Si le code général des collectivités territoriales ne définit pas la portée du procès-verbal pour ce qui concerne les communes, en ce qui concerne les conseils départementaux et les conseils régionaux, les articles L3121-13 et L4132-12 du code prévoient, en des termes identiques, que « Le procès-verbal de chaque séance, rédigé par un des secrétaires, est arrêté au commencement de la séance suivante, et signé par le président et le secrétaire./ Il contient les rapports, les noms des membres qui ont pris part à la discussion et l'analyse de leurs opinions. » La commission en déduit que la demande porte en réalité sur le procès-verbal du conseil municipal, qui a pour objet d'établir et de conserver les faits et décisions des séances du conseil municipal dans une visée d’information du public et du préfet chargé du contrôle de légalité, plutôt que sur le compte-rendu, document a priori plus succinct, qui retrace les décisions prises par le conseil municipal sur les affaires inscrites à l'ordre du jour, sans détailler les débats, qui doit être affiché dans les huit jours du conseil municipal en application des dispositions de l'article L. 2121-25 de ce code, le compte-rendu pouvant néanmoins tenir lieu de procès-verbal s’il est suffisamment précis (Voir ce en ce sens CE, 5 décembre 2007, Cne de Forcalqueire).
La commission émet donc, sous réserve de l'occultation des mentions qui ne sont pas communicables à des tiers en vertu des principes découlant de la jurisprudence "Commune de Sète", un avis favorable à la publication en ligne des procès-verbaux sollicités après occultation, en application des dispositions précitées du deuxième alinéa de l'article L312-1-2 du CRPA, des données à caractère personnel qu'ils contiennent.
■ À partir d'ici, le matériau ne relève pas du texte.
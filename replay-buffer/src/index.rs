use anyhow::{Context, Result};
use log::info;
use std::path::{Path, PathBuf};
use std::time::SystemTime;

const ARCHIVE_EXTENSIONS: [&str; 3] = ["data", "gz", "bin"];

/// The archive files found under a games directory, newest first.
pub struct ArchiveIndex {
    files: Vec<(PathBuf, SystemTime)>,
    games_dir: PathBuf,
}

impl ArchiveIndex {
    pub fn new(games_dir: PathBuf) -> Result<Self> {
        let mut _self = Self {
            files: vec![],
            games_dir,
        };

        _self.re_index()?;

        Ok(_self)
    }

    pub fn len(&self) -> usize {
        self.files.len()
    }

    pub fn is_empty(&self) -> bool {
        self.files.is_empty()
    }

    pub fn re_index(&mut self) -> Result<()> {
        let mut files = get_archive_files(&self.games_dir)
            .with_context(|| format!("Failed to index {:?}", self.games_dir))?;

        files.sort_by(|(a_path, a), (b_path, b)| b.cmp(a).then_with(|| a_path.cmp(b_path)));

        info!("Indexed {} archives in {:?}", files.len(), self.games_dir);

        self.files = files;

        Ok(())
    }

    pub fn iter(&self) -> impl DoubleEndedIterator<Item = &Path> + '_ {
        self.files.iter().map(|(p, _)| p.as_path())
    }

    pub fn paths(&self) -> Vec<PathBuf> {
        self.iter().map(Path::to_path_buf).collect()
    }
}

/// Sources read by `worker` out of `workers`. With at least one source per worker the
/// sources are dealt out round-robin; otherwise every worker reads all of them.
pub fn partition(sources: &[PathBuf], worker: usize, workers: usize) -> Vec<PathBuf> {
    if sources.len() < workers {
        return sources.to_vec();
    }

    sources
        .iter()
        .skip(worker)
        .step_by(workers)
        .cloned()
        .collect()
}

fn is_archive(path: &Path) -> bool {
    path.extension()
        .map(|ext| ext.to_string_lossy())
        .is_some_and(|ext| ARCHIVE_EXTENSIONS.contains(&&*ext))
}

fn get_archive_files(games_dir: &Path) -> Result<Vec<(PathBuf, SystemTime)>> {
    let mut files = vec![];

    for entry in games_dir.read_dir()?.flatten() {
        if entry.file_type()?.is_dir() {
            let archives_in_dir = get_archive_files(&entry.path())?;
            files.extend(archives_in_dir);
        } else if is_archive(&entry.path()) {
            let metadata = entry.metadata()?;
            let created = metadata.created().or_else(|_| metadata.modified())?;
            files.push((entry.path(), created));
        }
    }

    Ok(files)
}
La commission estime toutefois sur ce point que n'ont pas à être anonymisées les prises de paroles et de position des élus du conseil municipal non plus que les noms d'autres élus de collectivités territoriales qui y sont retracées en cette qualité, dès lors que ces informations sont nécessaires à l'information du public et relatives aux conditions d'exercice de la vie politique et qu'elles peuvent dès lors faire l'objet d'une publication sans anonymisation au titre du 6° de l'article D312-1-3 du CRPA.